Here’s an example of the invoice PDF:

$ pdftotext -raw Nineteen-Feet-Limited_Invoice_123.pdf  -
1/1
If you have any questions concerning this invoice, please contact Rob Allen
Starling
Bank/Sort Code:
123456
Account Number:
12354678
Payment Reference:
123
Company Registration
Number:
08448563
Invoice 123 ? 30 May 2024 ? Payment due by 30 June 2024
Invoice 123 ? 30 May 2024 ? Payment due by 30 June 2024
Quantity Details Unit Price (?) VAT Net Subtotal (?)
1 Thing 10.00 20% 10.00
Net Total 10.00
VAT 2.00
GBP Total ?12.00
Nineteen Feet Limited
2 Copenhagen Street
Worcester
WR1 2HB
VAT: 159779931
Customer Ltd.
Street
Town
Post code

One interesting thing that I’ve noticed that sometimes a line repeats itself in raw mode which doesn’t happen in normal mode. The order of the text is also completely different which emphasises how the PDF format is not linear as the position in the file is not related to the location when rendered.

Extracting data

I need to extract the company’s name, the invoice number and the date. This is done by piping the output of pdftotext to various utilities.

Company name

Firstly I need to find something to anchor my search to for the data that I’m looking for. For the company name, you can see that it’s directly after the VAT number, so we can search for that with grep:

company=$(pdftotext -raw "$in_filename" - | grep -A 1 '^VAT:' | tail -n 1)

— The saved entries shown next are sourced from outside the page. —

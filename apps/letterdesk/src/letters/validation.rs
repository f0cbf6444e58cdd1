//! The single required-field gate in front of preview and PDF generation.
//!
//! Only the company name, the employee name and each letter type's mandatory
//! dates/amounts block generation. Every other field degrades to placeholder
//! text inside the document model.

use thiserror::Error;

use crate::models::letter::{FormData, LetterFields};

#[derive(Debug, Clone, PartialEq, Eq, Error)]
#[error("Please fill in all required fields: {}", .missing.join(", "))]
pub struct MissingFields {
    pub missing: Vec<&'static str>,
}

pub fn validate_required(form: &FormData) -> Result<(), MissingFields> {
    let mut missing = Vec::new();

    if form.company.name.trim().is_empty() {
        missing.push("Company Name");
    }
    if form.employee.name.trim().is_empty() {
        missing.push("Employee Name");
    }

    match &form.fields {
        LetterFields::Relieving(f) => {
            require(&mut missing, &f.joining_date, "Joining Date");
            require(&mut missing, &f.relieving_date, "Relieving Date");
        }
        LetterFields::Termination(f) => {
            require(&mut missing, &f.joining_date, "Joining Date");
            require(&mut missing, &f.termination_date, "Termination Date");
        }
        LetterFields::Increment(f) => {
            require(&mut missing, &f.date, "Effective Date");
            if f.current_salary.is_none() {
                missing.push("Current Salary");
            }
            if f.new_salary.is_none() {
                missing.push("New Salary");
            }
        }
    }

    if missing.is_empty() {
        Ok(())
    } else {
        Err(MissingFields { missing })
    }
}

fn require(missing: &mut Vec<&'static str>, value: &str, label: &'static str) {
    if value.trim().is_empty() {
        missing.push(label);
    }
}

#[cfg(test)]
mod tests {
    use super::*;
    use crate::models::company::CompanyProfile;
    use crate::models::letter::{EmployeeInfo, IncrementFields, RelievingFields, TerminationFields};

    fn form(fields: LetterFields) -> FormData {
        FormData {
            company: CompanyProfile {
                name: "Acme".to_string(),
                ..Default::default()
            },
            employee: EmployeeInfo {
                name: "Jane Doe".to_string(),
                ..Default::default()
            },
            fields,
        }
    }

    #[test]
    fn test_complete_relieving_form_passes() {
        let f = form(LetterFields::Relieving(RelievingFields {
            joining_date: "2020-01-01".to_string(),
            relieving_date: "2023-01-01".to_string(),
            ..Default::default()
        }));
        assert_eq!(validate_required(&f), Ok(()));
    }

    #[test]
    fn test_missing_names_are_reported() {
        let mut f = form(LetterFields::Relieving(RelievingFields {
            joining_date: "2020-01-01".to_string(),
            relieving_date: "2023-01-01".to_string(),
            ..Default::default()
        }));
        f.company.name.clear();
        f.employee.name = "  ".to_string();
        let err = validate_required(&f).unwrap_err();
        assert_eq!(err.missing, vec!["Company Name", "Employee Name"]);
    }

    #[test]
    fn test_increment_without_new_salary_is_refused() {
        let f = form(LetterFields::Increment(IncrementFields {
            date: "2024-04-01".to_string(),
            current_salary: Some(40000.0),
            new_salary: None,
            reason: String::new(),
        }));
        let err = validate_required(&f).unwrap_err();
        assert_eq!(err.missing, vec!["New Salary"]);
        assert!(err.to_string().contains("New Salary"));
    }

    #[test]
    fn test_relieving_without_relieving_date_is_refused() {
        let f = form(LetterFields::Relieving(RelievingFields {
            joining_date: "2020-01-01".to_string(),
            ..Default::default()
        }));
        assert_eq!(validate_required(&f).unwrap_err().missing, vec!["Relieving Date"]);
    }

    #[test]
    fn test_termination_without_dates_is_refused() {
        let f = form(LetterFields::Termination(TerminationFields {
            joining_date: String::new(),
            termination_date: " ".to_string(),
            ..Default::default()
        }));
        let err = validate_required(&f).unwrap_err();
        assert_eq!(err.missing, vec!["Joining Date", "Termination Date"]);
        assert!(err.to_string().contains("Termination Date"));
    }

    #[test]
    fn test_complete_termination_form_passes() {
        let f = form(LetterFields::Termination(TerminationFields {
            joining_date: "2021-01-01".to_string(),
            termination_date: "2021-03-02".to_string(),
            ..Default::default()
        }));
        assert!(validate_required(&f).is_ok());
    }

    #[test]
    fn test_increment_without_date_or_current_salary_is_refused() {
        let f = form(LetterFields::Increment(IncrementFields {
            date: String::new(),
            current_salary: None,
            new_salary: Some(50000.0),
            reason: String::new(),
        }));
        let err = validate_required(&f).unwrap_err();
        assert_eq!(err.missing, vec!["Effective Date", "Current Salary"]);
    }

    #[test]
    fn test_optional_fields_do_not_block() {
        // No address, department, reason or letter date: still valid.
        let f = form(LetterFields::Relieving(RelievingFields {
            joining_date: "2020-01-01".to_string(),
            relieving_date: "2023-01-01".to_string(),
            letter_date: String::new(),
            reason_for_leaving: String::new(),
        }));
        assert!(validate_required(&f).is_ok());
    }
}
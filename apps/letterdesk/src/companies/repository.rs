use std::sync::Arc;

use tracing::{debug, warn};

use crate::companies::store::{KeyValueStore, StoreError};
use crate::models::company::CompanyProfile;
use crate::models::letter::LetterType;

/// Ordered list of saved companies under one storage key.
///
/// Every mutation rewrites the whole list. Entries are identified by position,
/// so deleting shifts later entries down.
#[derive(Clone)]
pub struct CompanyRepository {
    store: Arc<dyn KeyValueStore>,
    key: &'static str,
}

impl CompanyRepository {
    pub fn new(store: Arc<dyn KeyValueStore>, key: &'static str) -> Self {
        Self { store, key }
    }

    /// The list used by one letter type's form.
    pub fn for_letter(store: Arc<dyn KeyValueStore>, letter_type: LetterType) -> Self {
        Self::new(store, letter_type.storage_key())
    }

    pub fn key(&self) -> &'static str {
        self.key
    }

    /// Saved companies. An absent or unreadable value is an empty list.
    pub async fn list(&self) -> Result<Vec<CompanyProfile>, StoreError> {
        let Some(raw) = self.store.get(self.key).await? else {
            return Ok(Vec::new());
        };
        match serde_json::from_str(&raw) {
            Ok(companies) => Ok(companies),
            Err(e) => {
                warn!(key = self.key, "Ignoring malformed company list: {e}");
                Ok(Vec::new())
            }
        }
    }

    /// Replaces the entry at `index` when it exists, otherwise appends.
    /// Returns the position the profile ended up at.
    pub async fn save(
        &self,
        profile: CompanyProfile,
        index: Option<usize>,
    ) -> Result<usize, StoreError> {
        let mut companies = self.list().await?;
        let position = match index {
            Some(i) if i < companies.len() => {
                companies[i] = profile;
                i
            }
            _ => {
                companies.push(profile);
                companies.len() - 1
            }
        };
        self.write(&companies).await?;
        debug!(key = self.key, position, "Saved company");
        Ok(position)
    }

    /// Removes the entry at `index`. Returns `false` when there was none.
    pub async fn delete(&self, index: usize) -> Result<bool, StoreError> {
        let mut companies = self.list().await?;
        if index >= companies.len() {
            return Ok(false);
        }
        companies.remove(index);
        self.write(&companies).await?;
        debug!(key = self.key, index, "Deleted company");
        Ok(true)
    }

    async fn write(&self, companies: &[CompanyProfile]) -> Result<(), StoreError> {
        let raw = serde_json::to_string(companies)?;
        self.store.set(self.key, raw).await
    }
}
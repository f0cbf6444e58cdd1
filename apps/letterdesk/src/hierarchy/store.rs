use std::collections::HashMap;

use async_trait::async_trait;
use sqlx::types::Json;
use sqlx::PgPool;
use tokio::sync::RwLock;
use uuid::Uuid;

use crate::hierarchy::HierarchyError;
use crate::models::hierarchy::HierarchyDocument;

/// One hierarchy document per user.
#[async_trait]
pub trait HierarchyStore: Send + Sync {
    /// Inserts or replaces the user's document.
    async fn upsert(&self, user_id: Uuid, doc: &HierarchyDocument) -> Result<(), HierarchyError>;
    async fn fetch(&self, user_id: Uuid) -> Result<Option<HierarchyDocument>, HierarchyError>;
    /// Returns whether a row existed.
    async fn remove(&self, user_id: Uuid) -> Result<bool, HierarchyError>;
}

// ────────────────────────────────────────────────────────────────────────────
// PostgreSQL
// ────────────────────────────────────────────────────────────────────────────

/// Rows of `hierarchies(user_id uuid primary key, data jsonb, updated_at timestamptz)`.
#[derive(Clone)]
pub struct PgHierarchyStore {
    db: PgPool,
}

impl PgHierarchyStore {
    pub fn new(db: PgPool) -> Self {
        Self { db }
    }
}

#[async_trait]
impl HierarchyStore for PgHierarchyStore {
    async fn upsert(&self, user_id: Uuid, doc: &HierarchyDocument) -> Result<(), HierarchyError> {
        sqlx::query(
            r#"
            INSERT INTO hierarchies (user_id, data, updated_at)
            VALUES ($1, $2, $3)
            ON CONFLICT (user_id)
            DO UPDATE SET data = EXCLUDED.data, updated_at = EXCLUDED.updated_at
            "#,
        )
        .bind(user_id)
        .bind(Json(doc))
        .bind(doc.updated_at)
        .execute(&self.db)
        .await?;
        Ok(())
    }

    async fn fetch(&self, user_id: Uuid) -> Result<Option<HierarchyDocument>, HierarchyError> {
        let row: Option<(Json<HierarchyDocument>,)> =
            sqlx::query_as("SELECT data FROM hierarchies WHERE user_id = $1")
                .bind(user_id)
                .fetch_optional(&self.db)
                .await?;
        Ok(row.map(|(Json(doc),)| doc))
    }

    async fn remove(&self, user_id: Uuid) -> Result<bool, HierarchyError> {
        let result = sqlx::query("DELETE FROM hierarchies WHERE user_id = $1")
            .bind(user_id)
            .execute(&self.db)
            .await?;
        Ok(result.rows_affected() > 0)
    }
}

// ────────────────────────────────────────────────────────────────────────────
// In-memory
// ────────────────────────────────────────────────────────────────────────────

/// Documents are kept serialized so reads go through the same decoding path
/// as the JSON column.
#[derive(Default)]
pub struct MemoryHierarchyStore {
    rows: RwLock<HashMap<Uuid, String>>,
}

impl MemoryHierarchyStore {
    pub fn new() -> Self {
        Self::default()
    }
}

#[async_trait]
impl HierarchyStore for MemoryHierarchyStore {
    async fn upsert(&self, user_id: Uuid, doc: &HierarchyDocument) -> Result<(), HierarchyError> {
        let raw = serde_json::to_string(doc)?;
        self.rows.write().await.insert(user_id, raw);
        Ok(())
    }

    async fn fetch(&self, user_id: Uuid) -> Result<Option<HierarchyDocument>, HierarchyError> {
        match self.rows.read().await.get(&user_id) {
            Some(raw) => Ok(Some(serde_json::from_str(raw)?)),
            None => Ok(None),
        }
    }

    async fn remove(&self, user_id: Uuid) -> Result<bool, HierarchyError> {
        Ok(self.rows.write().await.remove(&user_id).is_some())
    }
}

We use grep to find the line starting with “VAT:” and with the -A 1 switch, grep will return the line with VAT: on it along with the following line. Piping that to tail -n 1 will result in just the last line, which is the company name we require.

Invoice number

We follow the same pattern for the invoice number, by anchoring from the “Payment Reference”” text:

invoice_number=$(pdftotext -raw "$in_filename" - | grep -A 1 '^Payment Reference:' | tail -n 1)

We then paddled with leading zeros to make it 5 characters long using printf:

invoice_number=$(printf "%05d\n" "$invoice_number")

Date of invoice

For the date of the invoice, we need to do more work. Firstly we need find the date string which is in this line:

Invoice 123 ? 30 May 2024 ? Payment due by 30 June 2024

You’ll note the ?. These are bullet characters that are available in this encoding. I used sed for this:

date_string=$(pdftotext -raw "$in_filename" - | grep '^Invoice' | LC_ALL=C sed -En 's/Invoice [0-9]+ . ([0-9]{1,2} [A-Za-z]+ [0-9]{4}).*/\1/p')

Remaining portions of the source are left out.